■ Instructions for the task
Every line holding the string "WAVE" is to be copied from the entries below.

■ Data provided
—————

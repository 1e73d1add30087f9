//! Audio container assembly
//!
//! The device records 16-bit signed little-endian PCM, mono, 16 kHz. The
//! format is a fixed contract with the firmware, not negotiated. Received
//! bytes are wrapped in a minimal 44-byte RIFF/WAVE header.

use bytes::{Buf, BufMut};

/// Header size of the canonical PCM WAVE layout
pub const WAV_HEADER_LEN: usize = 44;

/// PCM format tag
pub const FORMAT_PCM: u16 = 1;

/// Sample layout of device recordings
#[derive(Debug, Clone, Copy, PartialEq, Eq)]
pub struct AudioFormat {
	pub sample_rate: u32,
	pub channels: u16,
	pub bits_per_sample: u16,
}

/// Fixed device format
pub const DEVICE_FORMAT: AudioFormat =
	AudioFormat { sample_rate: 16_000, channels: 1, bits_per_sample: 16 };

impl AudioFormat {
	pub fn block_align(&self) -> u16 {
		self.channels * (self.bits_per_sample / 8)
	}

	pub fn byte_rate(&self) -> u32 {
		self.sample_rate * self.block_align() as u32
	}

	/// Whole seconds of audio in `bytes` of PCM
	pub fn duration_secs(&self, bytes: u64) -> u32 {
		let rate = self.byte_rate() as u64;
		if rate == 0 {
			return 0;
		}
		(bytes / rate).min(u32::MAX as u64) as u32
	}
}

/// Wrap device PCM chunks in a WAVE container
pub fn convert_to_container<C: AsRef<[u8]>>(chunks: &[C]) -> Vec<u8> {
	convert_with_format(chunks, DEVICE_FORMAT)
}

/// Wrap PCM chunks in a WAVE container with an explicit format
///
/// Allocates the output once. Empty input yields a valid 44-byte file.
pub fn convert_with_format<C: AsRef<[u8]>>(chunks: &[C], format: AudioFormat) -> Vec<u8> {
	let data_len: usize = chunks.iter().map(|c| c.as_ref().len()).sum();
	let mut buf = Vec::with_capacity(WAV_HEADER_LEN + data_len);
	write_header(&mut buf, format, data_len as u32);
	for chunk in chunks {
		buf.put_slice(chunk.as_ref());
	}
	buf
}

fn write_header(buf: &mut Vec<u8>, format: AudioFormat, data_len: u32) {
	// RIFF chunk
	buf.put_slice(b"RIFF");
	buf.put_u32_le(36u32.saturating_add(data_len));
	buf.put_slice(b"WAVE");
	// fmt subchunk
	buf.put_slice(b"fmt ");
	buf.put_u32_le(16);
	buf.put_u16_le(FORMAT_PCM);
	buf.put_u16_le(format.channels);
	buf.put_u32_le(format.sample_rate);
	buf.put_u32_le(format.byte_rate());
	buf.put_u16_le(format.block_align());
	buf.put_u16_le(format.bits_per_sample);
	// data subchunk
	buf.put_slice(b"data");
	buf.put_u32_le(data_len);
}

/// Parsed canonical WAVE header
#[derive(Debug, Clone, Copy, PartialEq, Eq)]
pub struct WavHeader {
	pub riff_len: u32,
	pub format_tag: u16,
	pub format: AudioFormat,
	pub byte_rate: u32,
	pub block_align: u16,
	pub data_len: u32,
}

impl WavHeader {
	/// Parse the 44-byte canonical header; `None` for anything else
	pub fn parse(bytes: &[u8]) -> Option<Self> {
		if bytes.len() < WAV_HEADER_LEN
			|| &bytes[0..4] != b"RIFF"
			|| &bytes[8..12] != b"WAVE"
			|| &bytes[12..16] != b"fmt "
			|| &bytes[36..40] != b"data"
		{
			return None;
		}
		let mut b = &bytes[4..8];
		let riff_len = b.get_u32_le();
		let mut b = &bytes[20..36];
		let format_tag = b.get_u16_le();
		let channels = b.get_u16_le();
		let sample_rate = b.get_u32_le();
		let byte_rate = b.get_u32_le();
		let block_align = b.get_u16_le();
		let bits_per_sample = b.get_u16_le();
		let mut b = &bytes[40..44];
		let data_len = b.get_u32_le();
		Some(Self {
			riff_len,
			format_tag,
			format: AudioFormat { sample_rate, channels, bits_per_sample },
			byte_rate,
			block_align,
			data_len,
		})
	}
}


// vim: ts=4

—————

■ Expected output
//! bytes are wrapped in a minimal 44-byte RIFF/WAVE header.
/// Header size of the canonical PCM WAVE layout
/// Wrap device PCM chunks in a WAVE container
/// Wrap PCM chunks in a WAVE container with an explicit format
	buf.put_slice(b"WAVE");
/// Parsed canonical WAVE header
			|| &bytes[8..12] != b"WAVE"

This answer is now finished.